[[ Extracted records open ]]

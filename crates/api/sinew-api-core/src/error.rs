//! Error values shared by every consumer of the value layer.

use crate::value::ValueType;
use thiserror::Error;

#[derive(Debug, Clone, PartialEq, Error)]
pub enum ValueError {
    /// A value was accessed (or supplied) as a type it does not carry.
    #[error("expected a {expected:?} value, got {found:?}")]
    BadType {
        expected: ValueType,
        found: ValueType,
    },
}

impl crate::value::Value {
    /// Check the active tag against an expected type.
    pub fn check_type(&self, expected: &ValueType) -> Result<(), ValueError> {
        let found = self.value_type();
        if &found == expected {
            Ok(())
        } else {
            Err(ValueError::BadType {
                expected: expected.clone(),
                found,
            })
        }
    }
}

[[ Extracted records closed ]]

● Task to complete: Recopy the records without any alteration.

● Solved exercise:
filename crates/api/sinew-api-core/src/error.rs
//! Error values shared by every consumer of the value layer.

use crate::value::ValueType;
use thiserror::Error;

#[derive(Debug, Clone, PartialEq, Error)]
pub enum ValueError {
    /// A value was accessed (or supplied) as a type it does not carry.
    #[error("expected a {expected:?} value, got {found:?}")]
    BadType {
        expected: ValueType,
        found: ValueType,
    },
}

impl crate::value::Value {
    /// Check the active tag against an expected type.
    pub fn check_type(&self, expected: &ValueType) -> Result<(), ValueError> {
        let found = self.value_type();
        if &found == expected {
            Ok(())
        } else {
            Err(ValueError::BadType {
                expected: expected.clone(),
                found,
            })
        }
    }
}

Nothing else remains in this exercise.